Step 2 — Calculate Molecular Properties and Lipinski Filtering

def calculate_properties(mol) -> dict:
    """
    Calculate key physicochemical descriptors for drug-likeness assessment.

    Returns:
        Dictionary with MW, LogP, TPSA, HBD, HBA, RotBonds, RingCount,
        and Lipinski Rule-of-Five compliance flag.
    """
    mw    = Descriptors.MolWt(mol)
    logp  = Descriptors.MolLogP(mol)
    tpsa  = rdMolDescriptors.CalcTPSA(mol)
    hbd   = rdMolDescriptors.CalcNumHBD(mol)   # H-bond donors
    hba   = rdMolDescriptors.CalcNumHBA(mol)   # H-bond acceptors
    rot   = rdMolDescriptors.CalcNumRotatableBonds(mol)
    rings = rdMolDescriptors.CalcNumRings(mol)
    arom  = rdMolDescriptors.CalcNumAromaticRings(mol)

    # Lipinski Rule-of-Five (oral bioavailability proxy)
    ro5 = (mw <= 500) and (logp <= 5) and (hbd <= 5) and (hba <= 10)

    # Veber rules (add-on for permeability)
    veber = (rot <= 10) and (tpsa <= 140)

    return {
        "MW": round(mw, 2),
        "LogP": round(logp, 2),
        "TPSA": round(tpsa, 2),
        "HBD": hbd,
        "HBA": hba,
        "RotBonds": rot,
        "Rings": rings,
        "AromaticRings": arom,
        "Lipinski_RO5": ro5,
        "Veber": veber,
    }


def batch_properties(smiles_df: pd.DataFrame, smiles_col: str = "smiles") -> pd.DataFrame:
    """
    Calculate properties for a DataFrame of SMILES strings.

    Args:
        smiles_df:  DataFrame containing SMILES strings.
        smiles_col: Column name with SMILES data.

    Returns:
        DataFrame with original columns plus all property columns.
    """
    records = []
    for _, row in smiles_df.iterrows():
        smi = row[smiles_col]
        mol = Chem.MolFromSmiles(str(smi))
        if mol is None:
            records.append({k: None for k in [
                "MW", "LogP", "TPSA", "HBD", "HBA",
                "RotBonds", "Rings", "AromaticRings", "Lipinski_RO5", "Veber"
            ]})
        else:
            records.append(calculate_properties(mol))

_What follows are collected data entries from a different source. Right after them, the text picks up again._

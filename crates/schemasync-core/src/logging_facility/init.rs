//! Logging initialization

use std::str::FromStr;
use std::sync::Once;

use schemasync_core_types::schema::FIELD_TRACE_ID;
use schemasync_core_types::RunContext;
use serde::{Deserialize, Serialize};
use tracing_subscriber::{util::SubscriberInitExt, EnvFilter};

use crate::errors::{ExError, ExErrorKind};

/// Logging profile
#[derive(Debug, Clone, Copy, Default, PartialEq, Eq, Serialize, Deserialize)]
#[serde(rename_all = "snake_case")]
pub enum Profile {
    /// Human-readable output, debug level
    #[default]
    Development,
    /// JSON lines, info level
    Production,
    /// No output; tests install the capture layer instead
    Test,
}

impl FromStr for Profile {
    type Err = ExError;

    fn from_str(s: &str) -> Result<Self, Self::Err> {
        match s.to_ascii_lowercase().as_str() {
            "development" | "dev" => Ok(Profile::Development),
            "production" | "prod" | "json" => Ok(Profile::Production),
            "test" => Ok(Profile::Test),
            other => Err(ExError::new(ExErrorKind::InvalidInput)
                .with_op("parse_log_profile")
                .with_message(format!("Unknown logging profile: '{}'", other))),
        }
    }
}

static INIT_ONCE: Once = Once::new();

/// Initialize the global subscriber; later calls are no-ops
///
/// `RUST_LOG` overrides the profile's default filter.
pub fn init(profile: Profile) {
    INIT_ONCE.call_once(|| match profile {
        Profile::Development => {
            tracing_subscriber::fmt()
                .with_writer(std::io::stderr)
                .with_env_filter(
                    EnvFilter::try_from_default_env()
                        .unwrap_or_else(|_| EnvFilter::new("schemasync=debug")),
                )
                .try_init()
                .ok();
        }
        Profile::Production => {
            tracing_subscriber::fmt()
                .json()
                .with_writer(std::io::stderr)
                .with_env_filter(
                    EnvFilter::try_from_default_env()
                        .unwrap_or_else(|_| EnvFilter::new("schemasync=info")),
                )
                .try_init()
                .ok();
        }
        Profile::Test => {
            tracing_subscriber::registry().try_init().ok();
        }
    });
}

/// Span that tags every event of one compare or sync run
pub fn run_span(ctx: &RunContext) -> tracing::Span {
    let span = tracing::info_span!(
        "schemasync_run",
        run_id = ctx.run_id.as_str(),
        trace_id = tracing::field::Empty,
    );
    if let Some(trace_id) = &ctx.trace_id {
        span.record(FIELD_TRACE_ID, trace_id.as_str());
    }
    span
}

    props_df = pd.DataFrame(records)
    return pd.concat([smiles_df.reset_index(drop=True), props_df], axis=1)


# Demonstration
names = ["Aspirin", "Testosterone", "Pyrene", "Caffeine", "Ibuprofen"]
demo_df = pd.DataFrame({"name": names, "smiles": smiles_list})
result_df = batch_properties(demo_df)
print(result_df[["name", "MW", "LogP", "TPSA", "HBD", "HBA", "Lipinski_RO5"]].to_string(index=False))

Step 3 — Morgan Fingerprints and Tanimoto Similarity

def get_morgan_fp(mol, radius: int = 2, n_bits: int = 2048):
    """
    Generate ECFP4-equivalent Morgan fingerprint as a bit vector.

    Args:
        mol:    RDKit Mol object.
        radius: Circular neighborhood radius (2 = ECFP4, 3 = ECFP6).
        n_bits: Fingerprint bit-vector length.

    Returns:
        RDKit ExplicitBitVect object.
    """
    return AllChem.GetMorganFingerprintAsBitVect(mol, radius=radius, nBits=n_bits)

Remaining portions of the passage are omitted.